To observe the steady state, we first discuss the case of a distant infinite reservoir of proteins, in which concentration gradients could still occur. The system started far away from equilibrium. This resulted in a branching dominated by the initial growth phase that transitioned into the CP concentration-dependent steady-state. Increasing CP concentration lowered the steady-state barbed end density (Fig. 5c and Supplementary Figure 11). The steady-state concentration of available Arp2/3* was higher with increasing CP, as the available barbed end density was decreased, which in turn resulted in a lower branching rate (Fig. 5d, e).
Directly after a seeding event of a domain only few barbed ends were present. Increasing CP concentration resulted in a decrease of the growth rate, as also experimentally observed in pyrene assays. The low barbed end density resulted in an accumulation of Arp2/3*, as VCA activated more Arp2/3 complex than requested by the network (Fig. 5c, d). Subsequently, the high Arp2/3* concentration was rapidly transformed into branches due to the self-amplifying reaction. The binding rate of CP is slower and thus it needed some time that CP could follow up and counteracted this increase of the activated Arp2/3* and barbed end density (Fig. 5e). Together with the steady-state conditions two distinct cases emerged: for low CP (40 nM), the increasing barbed end density slowly levelled off to a high steady-state concentration. Simultaneously, the Arp2/3* concentration rapidly reached its steady-state value. The balance between the rates of Arp2/3* activation and capping resulted in a transient and weak peak of branching events. For high CP (80, 120 nM), the initial increase in barbed end density was slower than at low CP, the resulting barbed end maximum was much higher than the steady-state level. This resulted in a peak of the barbed end densities.
Next, we considered systems with finite reservoirs and observed the spatial spreading along the membrane, which was implemented as a diffusive random walk of the barbed ends scaled by the local polymerization speed in a time dependent effective 2D simulation. In addition to the kinetic effects, now the depletion of the molecules during the growth process established gradients in the barbed end densities. The depletion of CP and actin monomers was found to be equivalent to continuously changing the starting conditions. We adjusted the simulation volume to take account for the observed number of domains that share the protein pools in the vesicles. At all CP concentrations, the behaviour discussed above was modulated by the global protein pool depletion. This corresponded to continuously dropping steady-state levels, which resulted in an initial peak for all cases.

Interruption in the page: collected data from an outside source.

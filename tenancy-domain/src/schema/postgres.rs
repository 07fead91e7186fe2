//! Postgres 版租户数据库（PgTenantDatabase）
//!
//! - schema 存在性查询 `information_schema.schemata`，不做缓存；
//! - `CREATE SCHEMA` / `DROP SCHEMA ... CASCADE` 为单条语句，不包在跨租户的长事务里；
//! - 迁移历史表 `_schema_migrations` 位于租户 schema 内部，随 schema 一起删除；
//!   每条迁移在独立事务中执行，并通过 `SET LOCAL search_path` 限定在目标 schema。
//!
//! schema 名在进入本模块前已由 [`SchemaName`] 校验为 `[a-z0-9_]`，拼接进 DDL 是安全的。

use super::{SchemaCatalog, SchemaName};
use crate::error::{ProvisioningError, ProvisioningResult};
use crate::migration::{Migration, MigrationStore};
use async_trait::async_trait;
use sqlx::PgPool;

const HISTORY_TABLE: &str = "_schema_migrations";

// SQLSTATE
const DUPLICATE_SCHEMA: &str = "42P06";
const INVALID_SCHEMA_NAME: &str = "3F000";

#[derive(Clone)]
pub struct PgTenantDatabase {
    pool: PgPool,
}

impl PgTenantDatabase {
    pub fn new(pool: PgPool) -> Self {
        Self { pool }
    }

    pub fn pool(&self) -> &PgPool {
        &self.pool
    }
}

fn sqlstate(err: &sqlx::Error) -> Option<String> {
    match err {
        sqlx::Error::Database(db) => db.code().map(|c| c.into_owned()),
        _ => None,
    }
}

#[async_trait]
impl SchemaCatalog for PgTenantDatabase {
    async fn exists(&self, schema: &SchemaName) -> ProvisioningResult<bool> {
        let exists: bool = sqlx::query_scalar(
            "SELECT EXISTS(SELECT 1 FROM information_schema.schemata WHERE schema_name = $1)",
        )
        .bind(schema.as_str())
        .fetch_one(&self.pool)
        .await?;
        Ok(exists)
    }

    async fn create_schema(&self, schema: &SchemaName) -> ProvisioningResult<()> {
        let sql = format!("CREATE SCHEMA {}", schema.quoted());
        match sqlx::raw_sql(&sql).execute(&self.pool).await {
            Ok(_) => Ok(()),
            Err(e) if sqlstate(&e).as_deref() == Some(DUPLICATE_SCHEMA) => {
                Err(ProvisioningError::SchemaAlreadyExists {
                    schema: schema.to_string(),
                })
            }
            Err(e) => Err(e.into()),
        }
    }

    async fn drop_schema(&self, schema: &SchemaName) -> ProvisioningResult<()> {
        let sql = format!("DROP SCHEMA {} CASCADE", schema.quoted());
        match sqlx::raw_sql(&sql).execute(&self.pool).await {
            Ok(_) => Ok(()),
            Err(e) if sqlstate(&e).as_deref() == Some(INVALID_SCHEMA_NAME) => {
                Err(ProvisioningError::SchemaNotFound {
                    schema: schema.to_string(),
                })
            }
            Err(e) => Err(e.into()),
        }
    }
}

#[async_trait]
impl MigrationStore for PgTenantDatabase {
    async fn applied_version(&self, schema: &SchemaName) -> ProvisioningResult<Option<i64>> {
        let table = format!("{}.{HISTORY_TABLE}", schema.quoted());
        let registered: Option<String> = sqlx::query_scalar("SELECT to_regclass($1)::text")
            .bind(&table)
            .fetch_one(&self.pool)
            .await?;
        if registered.is_none() {
            return Ok(None);
        }

        let version: Option<i64> =
            sqlx::query_scalar(&format!("SELECT MAX(version) FROM {table}"))
                .fetch_one(&self.pool)
                .await?;
        Ok(version)
    }

    async fn apply(&self, schema: &SchemaName, migration: &Migration) -> ProvisioningResult<()> {
        let quoted = schema.quoted();
        let failed = |e: sqlx::Error| ProvisioningError::Migration {
            schema: schema.to_string(),
            version: migration.version(),
            reason: e.to_string(),
        };

        let mut tx = self.pool.begin().await?;

        sqlx::raw_sql(&format!(
            r#"CREATE TABLE IF NOT EXISTS {quoted}.{HISTORY_TABLE} (
                version     BIGINT PRIMARY KEY,
                description TEXT NOT NULL,
                applied_at  TIMESTAMPTZ NOT NULL DEFAULT NOW()
            )"#
        ))
        .execute(&mut *tx)
        .await?;

        sqlx::raw_sql(&format!("SET LOCAL search_path TO {quoted}"))
            .execute(&mut *tx)
            .await?;

        sqlx::raw_sql(migration.sql())
            .execute(&mut *tx)
            .await
            .map_err(failed)?;

        sqlx::query(&format!(
            "INSERT INTO {quoted}.{HISTORY_TABLE} (version, description) VALUES ($1, $2)"
        ))
        .bind(migration.version())
        .bind(migration.description())
        .execute(&mut *tx)
        .await
        .map_err(failed)?;

        tx.commit().await?;
        Ok(())
    }
}
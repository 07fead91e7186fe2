use super::{TenantProvisioningStrategy, ensure_schema, remove_schema};
use crate::error::ProvisioningResult;
use crate::migration::{MigrationRunner, MigrationSet, MigrationStore};
use crate::schema::{SchemaCatalog, SchemaName};
use async_trait::async_trait;
use std::sync::Arc;
use tracing::info;

/// 基于迁移的策略：确保 schema 存在后运行版本化迁移
///
/// - `initialize`：建 schema（已存在则跳过），再只应用高于已记录版本的迁移；
/// - `teardown`：删除 schema，schema 内的迁移历史随之删除；
/// - `is_migration_pending`：schema 不存在或最新可用版本高于已记录版本。
#[derive(Clone)]
pub struct MigrationStrategy {
    catalog: Arc<dyn SchemaCatalog>,
    runner: MigrationRunner,
}

impl MigrationStrategy {
    pub fn new(
        catalog: Arc<dyn SchemaCatalog>,
        store: Arc<dyn MigrationStore>,
        migrations: Arc<MigrationSet>,
    ) -> Self {
        Self {
            catalog,
            runner: MigrationRunner::new(migrations, store),
        }
    }

    pub fn runner(&self) -> &MigrationRunner {
        &self.runner
    }
}

#[async_trait]
impl TenantProvisioningStrategy for MigrationStrategy {
    async fn initialize(&self, tenant_id: &str, schema: &SchemaName) -> ProvisioningResult<()> {
        ensure_schema(self.catalog.as_ref(), tenant_id, schema).await?;

        let report = self.runner.run(schema).await?;
        if !report.is_noop() {
            info!(
                tenant_id,
                schema = %schema,
                applied = ?report.applied,
                version = ?report.current_version,
                "tenant schema migrated"
            );
        }
        Ok(())
    }

    async fn teardown(&self, tenant_id: &str, schema: &SchemaName) -> ProvisioningResult<()> {
        remove_schema(self.catalog.as_ref(), tenant_id, schema).await
    }

    async fn is_migration_pending(&self, schema: &SchemaName) -> ProvisioningResult<bool> {
        if !self.catalog.exists(schema).await? {
            return Ok(true);
        }
        self.runner.is_pending(schema).await
    }
}
//! 租户事件子系统（eventing）
//!
//! - `broker`：AMQP 风格的消息中间件协议与发布助手；
//! - `topology`：服务私有的入站/死信队列拓扑；
//! - `handler` / `dispatcher`：事件类型分发表与单条消息的状态机；
//! - `deletions`：租户删除时间记录，挡住晚到的过期 CREATED/UPDATED；
//! - `engine`：按租户分道的并发消费、确认/死信与优雅排空。
//!
pub mod broker;
pub mod broker_inmemory;
pub mod deletions;
pub mod dispatcher;
pub mod engine;
pub mod handler;
pub mod retry;
pub mod tenant_locks;
pub mod topology;

pub use broker::{
    BindingSpec, Delivery, ExchangeKind, ExchangeSpec, MessageBroker, OutboundMessage,
    QueueHandle, QueueSpec, publish_tenant_event,
};
pub use broker_inmemory::{InMemoryBroker, QueuedMessage};
pub use deletions::DeletionLedger;
pub use dispatcher::{DispatchOutcome, Disposition, TenantEventDispatcher};
pub use engine::{ConsumerConfig, ConsumerHandle, TenantEventConsumer};
pub use handler::{HandlerFn, HandlerFuture, TenantEventHandlers};
pub use retry::RetryPolicy;
pub use tenant_locks::{TenantGuard, TenantLocks};
pub use topology::{
    ExchangeNames, QueueTopology, ServiceName, ServiceTopology, TopologyProvisioner,
};
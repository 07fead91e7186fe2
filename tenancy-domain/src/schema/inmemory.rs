//! 内存版租户数据库（InMemoryDatabase）
//!
//! 同时实现 `SchemaCatalog` 与 `MigrationStore`：迁移历史挂在 schema 下，
//! 删除 schema 时一并丢弃，与真实数据库的 schema 内历史表语义一致。
//!
//! 典型用途：测试环境、示例与本地开发。提供执行计数与故障注入，
//! 便于断言幂等性与重试行为。

use super::{SchemaCatalog, SchemaName};
use crate::error::{ProvisioningError, ProvisioningResult};
use crate::migration::{Migration, MigrationStore};
use async_trait::async_trait;
use std::collections::BTreeMap;
use std::sync::atomic::{AtomicUsize, Ordering};
use std::sync::{Arc, Mutex, MutexGuard};

#[derive(Clone, Default)]
pub struct InMemoryDatabase {
    inner: Arc<Inner>,
}

#[derive(Default)]
struct Inner {
    /// schema -> 已应用的迁移版本
    schemas: Mutex<BTreeMap<SchemaName, Vec<i64>>>,
    creates: AtomicUsize,
    drops: AtomicUsize,
    migrations_executed: AtomicUsize,
    fail_next: AtomicUsize,
}

impl InMemoryDatabase {
    pub fn new() -> Self {
        Self::default()
    }

    /// 后续 `n` 次调用（任意操作）返回瞬时数据库错误
    pub fn fail_next(&self, n: usize) {
        self.inner.fail_next.store(n, Ordering::SeqCst);
    }

    /// 当前存在的 schema
    pub fn schemas(&self) -> Vec<SchemaName> {
        self.state().keys().cloned().collect()
    }

    /// 某个 schema 已应用的迁移版本
    pub fn history(&self, schema: &SchemaName) -> Option<Vec<i64>> {
        self.state().get(schema).cloned()
    }

    pub fn create_count(&self) -> usize {
        self.inner.creates.load(Ordering::SeqCst)
    }

    pub fn drop_count(&self) -> usize {
        self.inner.drops.load(Ordering::SeqCst)
    }

    /// 实际执行过的迁移脚本次数
    pub fn migrations_executed(&self) -> usize {
        self.inner.migrations_executed.load(Ordering::SeqCst)
    }

    fn state(&self) -> MutexGuard<'_, BTreeMap<SchemaName, Vec<i64>>> {
        // 持锁期间不会 panic，出现中毒时沿用内部数据
        self.inner
            .schemas
            .lock()
            .unwrap_or_else(|poisoned| poisoned.into_inner())
    }

    fn check_available(&self) -> ProvisioningResult<()> {
        let injected = self
            .inner
            .fail_next
            .fetch_update(Ordering::SeqCst, Ordering::SeqCst, |n| n.checked_sub(1));
        match injected {
            Ok(_) => Err(ProvisioningError::database("injected failure: database unavailable")),
            Err(_) => Ok(()),
        }
    }
}

#[async_trait]
impl SchemaCatalog for InMemoryDatabase {
    async fn exists(&self, schema: &SchemaName) -> ProvisioningResult<bool> {
        self.check_available()?;
        Ok(self.state().contains_key(schema))
    }

    async fn create_schema(&self, schema: &SchemaName) -> ProvisioningResult<()> {
        self.check_available()?;
        let mut state = self.state();
        if state.contains_key(schema) {
            return Err(ProvisioningError::SchemaAlreadyExists {
                schema: schema.to_string(),
            });
        }
        state.insert(schema.clone(), Vec::new());
        self.inner.creates.fetch_add(1, Ordering::SeqCst);
        Ok(())
    }

    async fn drop_schema(&self, schema: &SchemaName) -> ProvisioningResult<()> {
        self.check_available()?;
        if self.state().remove(schema).is_none() {
            return Err(ProvisioningError::SchemaNotFound {
                schema: schema.to_string(),
            });
        }
        self.inner.drops.fetch_add(1, Ordering::SeqCst);
        Ok(())
    }
}

#[async_trait]
impl MigrationStore for InMemoryDatabase {
    async fn applied_version(&self, schema: &SchemaName) -> ProvisioningResult<Option<i64>> {
        self.check_available()?;
        Ok(self
            .state()
            .get(schema)
            .and_then(|history| history.iter().copied().max()))
    }

    async fn apply(&self, schema: &SchemaName, migration: &Migration) -> ProvisioningResult<()> {
        self.check_available()?;
        let mut state = self.state();
        let Some(history) = state.get_mut(schema) else {
            return Err(ProvisioningError::SchemaNotFound {
                schema: schema.to_string(),
            });
        };
        if history.contains(&migration.version()) {
            return Err(ProvisioningError::Migration {
                schema: schema.to_string(),
                version: migration.version(),
                reason: "version already recorded".to_string(),
            });
        }
        history.push(migration.version());
        self.inner.migrations_executed.fetch_add(1, Ordering::SeqCst);
        Ok(())
    }
}

#[cfg(test)]
mod tests {
    use super::*;
    use crate::error::ErrorKind;

    fn schema(name: &str) -> SchemaName {
        SchemaName::parse(name).unwrap()
    }

    #[tokio::test]
    async fn create_and_drop_are_not_idempotent() {
        let db = InMemoryDatabase::new();
        let s = schema("tenant_acme");

        assert!(!db.exists(&s).await.unwrap());
        db.create_schema(&s).await.unwrap();
        assert!(db.exists(&s).await.unwrap());
        assert!(matches!(
            db.create_schema(&s).await,
            Err(ProvisioningError::SchemaAlreadyExists { .. })
        ));

        db.drop_schema(&s).await.unwrap();
        assert!(matches!(
            db.drop_schema(&s).await,
            Err(ProvisioningError::SchemaNotFound { .. })
        ));
        assert_eq!(db.create_count(), 1);
        assert_eq!(db.drop_count(), 1);
    }

    #[tokio::test]
    async fn history_is_dropped_with_schema() {
        let db = InMemoryDatabase::new();
        let s = schema("tenant_acme");
        let m = Migration::builder()
            .version(1)
            .description("init")
            .sql("CREATE TABLE documents (id BIGINT)")
            .build();

        assert!(db.apply(&s, &m).await.is_err());
        db.create_schema(&s).await.unwrap();
        db.apply(&s, &m).await.unwrap();
        assert_eq!(db.applied_version(&s).await.unwrap(), Some(1));

        db.drop_schema(&s).await.unwrap();
        assert_eq!(db.applied_version(&s).await.unwrap(), None);
        assert_eq!(db.history(&s), None);
    }

    #[tokio::test]
    async fn injected_failures_are_transient() {
        let db = InMemoryDatabase::new();
        let s = schema("tenant_acme");
        db.fail_next(1);

        let err = db.exists(&s).await.unwrap_err();
        assert_eq!(err.kind(), ErrorKind::Transient);
        assert!(!db.exists(&s).await.unwrap());
    }
}
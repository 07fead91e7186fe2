//! 重试策略（RetryPolicy）
//!
//! 处理器失败后在消费者内按指数退避重试，最多 `max_retries` 次；
//! 预算耗尽后拒收（不回队列），由中间件转投服务私有的死信队列。
//!
use std::time::Duration;

#[derive(Clone, Copy, Debug, PartialEq)]
pub struct RetryPolicy {
    /// 首次失败后的最大重投次数
    pub max_retries: u32,
    /// 首次重试前的等待
    pub initial_interval: Duration,
    /// 每次重试等待的放大倍数（>= 1.0）
    pub multiplier: f64,
    /// 单次等待上限
    pub max_interval: Duration,
}

impl Default for RetryPolicy {
    fn default() -> Self {
        Self {
            max_retries: 3,
            initial_interval: Duration::from_secs(1),
            multiplier: 2.0,
            max_interval: Duration::from_secs(10),
        }
    }
}

impl RetryPolicy {
    /// 固定间隔
    pub fn fixed(max_retries: u32, interval: Duration) -> Self {
        Self {
            max_retries,
            initial_interval: interval,
            multiplier: 1.0,
            max_interval: interval,
        }
    }

    /// 第 `retry` 次重试（从 1 开始）前的等待时间
    pub fn backoff(&self, retry: u32) -> Duration {
        let exponent = retry.saturating_sub(1).min(i32::MAX as u32) as i32;
        let factor = self.multiplier.max(1.0).powi(exponent);
        let millis = self.initial_interval.as_millis() as f64 * factor;
        let capped = millis.min(self.max_interval.as_millis() as f64);
        Duration::from_millis(capped as u64)
    }

    /// 已失败 `attempts` 次后是否还能再试
    pub fn should_retry(&self, attempts: u32) -> bool {
        attempts <= self.max_retries
    }
}

#[cfg(test)]
mod tests {
    use super::*;

    #[test]
    fn exponential_backoff_is_capped() {
        let policy = RetryPolicy {
            max_retries: 5,
            initial_interval: Duration::from_millis(100),
            multiplier: 2.0,
            max_interval: Duration::from_millis(500),
        };
        assert_eq!(policy.backoff(1), Duration::from_millis(100));
        assert_eq!(policy.backoff(2), Duration::from_millis(200));
        assert_eq!(policy.backoff(3), Duration::from_millis(400));
        assert_eq!(policy.backoff(4), Duration::from_millis(500));
        assert_eq!(policy.backoff(40), Duration::from_millis(500));
    }

    #[test]
    fn retry_budget() {
        let policy = RetryPolicy::fixed(2, Duration::ZERO);
        assert!(policy.should_retry(1));
        assert!(policy.should_retry(2));
        assert!(!policy.should_retry(3));
        assert_eq!(policy.backoff(1), Duration::ZERO);

        assert!(!RetryPolicy::fixed(0, Duration::ZERO).should_retry(1));
    }
}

At low CP concentration (40 nM), a continuous growth with a transient peak of barbed ends density was observable, which resulted from the drop of the steady-state levels. As the actin pools get used up, the maximum of the peak decreased continuously during spreading along the membrane. The growth and spreading of the barbed end density along the membrane resulted in a flat radial distribution of barbed ends after 40 s (Fig. 5f). Raising the CP concentration (80 nM), we again observed the peak of barbed end densities due to the excess in Arp2/3*. As the network spread along the membrane, filaments entered membrane regions that also exhibited this excess in Arp2/3*. This resulted in a polymerization wave, creating a propagating high barbed end density at the rim of the domain and a lower density in the middle (Fig. 5f).
At the highest here studied CP concentration (120 nM), the concentration profiles became flat again (Fig. 5f). This was due to the implementation of the number of domains in the simulation, effectively reducing the available monomer pool. This additional depletion by competition of multiple domains shows that global conditions are also essential for the growth process of the domains.
Here, the experimentally observed nucleation at multiple sites due to the increased CP results in local variation of polymerization conditions. Overall, we observed CP-dependent radial patterns of the barbed end density that we relate to the geometry of the observed actin domains in vesicles, considering that network growth velocities directly depend on the barbed end density17.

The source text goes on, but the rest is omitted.